Liam Neeson is starring in a movie adaptation of the political thriller novel Charlie Johnson in the Flames. The film is one of several noteworthy projects that will be available for potential distributors to bid on at the Cannes Film Festival starting next week. It joins Jake Gyllenhaal’s Leonard Bernstein biopic The American and Jessica Chastain’s all-female spy adventure 355 on the list of high-profile movies that are up for the bidding at this year’s Cannes event.

The book Charlie Johnson in the Flames was written by former Canadian politician Michael Ignatieff (his second published novel) and was released in Fall 2003. Ignatieff’s book follows American journalist Charlie Johnson as he travels to the Balkans to cover the wartime violence there, only to witness the horrific death of an innocent woman at the hands of a Serbian officer. As Johnson attempts to wrestle with what he saw, he sets out to expose the truth and winds up ensnared in a web of corruption and murder that leaves him questioning everything he thought he believed.

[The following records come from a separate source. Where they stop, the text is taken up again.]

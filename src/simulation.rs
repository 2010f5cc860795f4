use anyhow::{Context, Result};
use glam::{UVec2, Vec2, Vec3};
use rand::rngs::StdRng;
use rand::SeedableRng;

use crate::backend::{Backend, Display};
use crate::config::{grid_size, SimulationConfig};
use crate::pointer::PointerInput;
use crate::solver::{self, FluidFields};
use crate::splat::{self, Splat};

/// Owns a backend, the fields allocated on it and the pointer state, and
/// advances all of them one animation frame at a time.
pub struct Simulation<B: Backend> {
    backend: B,
    config: SimulationConfig,
    // only `None` while dropping
    fields: Option<FluidFields<B::Field>>,
    surface: UVec2,
    input: PointerInput,
    last_frame_ms: Option<f64>,
    frames: u64,
    failed_resizes: u32,
}

impl<B: Backend> Simulation<B> {
    pub fn new(backend: B, config: SimulationConfig) -> Result<Self> {
        Self::with_rng(backend, config, StdRng::from_entropy())
    }

    /// Like [`Simulation::new`] with a caller supplied color source.
    pub fn with_rng(mut backend: B, config: SimulationConfig, rng: StdRng) -> Result<Self> {
        config.validate().context("invalid simulation config")?;
        let surface = backend.surface_size();
        let fields = allocate(&mut backend, &config, surface)?;
        let mut input = PointerInput::new(&config, rng);
        input.set_surface_size(surface);
        log::info!(
            "fluid initialized: surface {surface}, velocity grid {}, dye grid {}, {:?}",
            fields.velocity.size(),
            fields.dye.size(),
            backend.texture_support(),
        );
        Ok(Self {
            backend,
            config,
            fields: Some(fields),
            surface,
            input,
            last_frame_ms: None,
            frames: 0,
            failed_resizes: 0,
        })
    }

    /// Runs one animation frame at host timestamp `now_ms`.
    ///
    /// A failed resize keeps the current fields and is retried next frame.
    pub fn frame(&mut self, now_ms: f64) {
        match self.resize() {
            Ok(_) => self.failed_resizes = 0,
            Err(err) => {
                if self.failed_resizes == 0 {
                    log::warn!("staying at {} until resizing succeeds: {err:#}", self.surface);
                }
                self.failed_resizes = self.failed_resizes.saturating_add(1);
            }
        }
        let dt = self.timestep(now_ms);
        self.input.update_colors(dt);
        self.apply_inputs();
        self.step(dt);
        self.render();
        self.frames += 1;
    }

    /// Seconds since the previous frame, zero on the first one, capped at
    /// the configured maximum.
    fn timestep(&mut self, now_ms: f64) -> f32 {
        let elapsed = self
            .last_frame_ms
            .map_or(0.0, |last| ((now_ms - last) / 1000.0) as f32);
        self.last_frame_ms = Some(now_ms);
        elapsed.max(0.0).min(self.config.max_dt)
    }

    /// Reallocates every field when the drawable size changed. Returns
    /// whether it did. The old fields survive a failed reallocation.
    pub fn resize(&mut self) -> Result<bool> {
        let surface = self.backend.surface_size();
        if surface == self.surface {
            return Ok(false);
        }
        let fields = allocate(&mut self.backend, &self.config, surface)
            .with_context(|| format!("resizing to {surface}"))?;
        if let Some(old) = self.fields.replace(fields) {
            old.release(&mut self.backend);
        }
        self.surface = surface;
        self.input.set_surface_size(surface);
        log::debug!("surface resized to {surface}");
        Ok(true)
    }

    fn apply_inputs(&mut self) {
        let aspect = self.aspect();
        let radius = self.config.splat_radius;
        let splats = self.input.take_splats();
        if let Some(fields) = self.fields.as_mut() {
            for request in &splats {
                splat::apply(&mut self.backend, fields, request, radius, aspect);
            }
        }
    }

    /// Injects an impulse at `point` in normalized surface coordinates.
    pub fn splat(&mut self, point: Vec2, force: Vec2, color: Vec3) {
        let aspect = self.aspect();
        let request = Splat { point, force, color };
        if let Some(fields) = self.fields.as_mut() {
            splat::apply(&mut self.backend, fields, &request, self.config.splat_radius, aspect);
        }
    }

    /// Advances the fluid by `dt` seconds without touching pointers or
    /// the surface.
    pub fn step(&mut self, dt: f32) {
        if let Some(fields) = self.fields.as_mut() {
            solver::step(&mut self.backend, fields, dt, &self.config);
        }
    }

    pub fn render(&mut self) {
        let display = Display {
            shading: self.config.shading,
            back_color: self.config.back_color,
            transparent: self.config.transparent,
        };
        if let Some(fields) = self.fields.as_ref() {
            self.backend.present(&fields.dye.read, &display);
        }
    }

    #[must_use]
    pub fn aspect(&self) -> f32 {
        let size = self.surface.max(UVec2::ONE).as_vec2();
        size.x / size.y
    }

    #[must_use]
    pub fn surface_size(&self) -> UVec2 {
        self.surface
    }

    #[must_use]
    pub fn frames(&self) -> u64 {
        self.frames
    }

    #[must_use]
    pub fn config(&self) -> &SimulationConfig {
        &self.config
    }

    #[must_use]
    pub fn fields(&self) -> Option<&FluidFields<B::Field>> {
        self.fields.as_ref()
    }

    #[must_use]
    pub fn backend(&self) -> &B {
        &self.backend
    }

    pub fn backend_mut(&mut self) -> &mut B {
        &mut self.backend
    }

    #[must_use]
    pub fn input(&self) -> &PointerInput {
        &self.input
    }

    pub fn input_mut(&mut self) -> &mut PointerInput {
        &mut self.input
    }
}

impl<B: Backend> Drop for Simulation<B> {
    fn drop(&mut self) {
        if let Some(fields) = self.fields.take() {
            fields.release(&mut self.backend);
        }
    }
}

fn allocate<B: Backend>(backend: &mut B, config: &SimulationConfig, surface: UVec2) -> Result<FluidFields<B::Field>> {
    let sim_size = grid_size(config.sim_resolution, surface);
    let dye_size = grid_size(config.dye_resolution, surface);
    FluidFields::allocate(backend, sim_size, dye_size)
}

According to Deadline, the Charlie Johnson movie will change things up by making the titular character (Neeson) a BBC correspondent who witnesses the death of a woman while covering an ongoing civil war in the Congo. 30WEST (I, Tonya) is financing the film, though so far Neeson is the only cast member onboard. The adapted Charlie Johnson script was written by Justin Haythe and has Swedish director Tarik Saleh attached to direct.


Saleh previously won the Grand Jury Prize for World Cinema – Dramatic for his crime thriller The Nile Hilton Incident at the 2017 Sundance Film Festival. More recently, he made the jump to cable television and directed an episode of Westworld season 2 (one which has not yet aired). Haythe, for his part, has written several different genre films over that last decade; including, a period drama (Revolutionary Road), a modern action/drama (Snitch), an offbeat western (The Lone Ranger), a horror/thriller by way of dark fairy tale (A Cure for Wellness), and most recently Jennifer Lawrence’s spy thriller Red Sparrow.

While Neeson quickly went back on his “retirement” from action movies last year, Charlie Johnson appears to be part of the actor’s larger effort to leave his days of punching lawbreakers and terrorists behind him. Along with Saleh’s dramatic thriller, Neeson’s upcoming projects include 12 Years a Slave director Steve McQueen’s heist drama/thriller Widows, the Coen Brothers’ Netflix western series The Ballard of Buster Scruggs, and the romantic drama Normal People (costarring Phantom Thread‘s Lesley Manville). That doesn’t mean Neeson will never use his particular set of skills again, but for the time being it seems he’s focusing on movies and TV shows that don’t require him to slap evil-doers silly.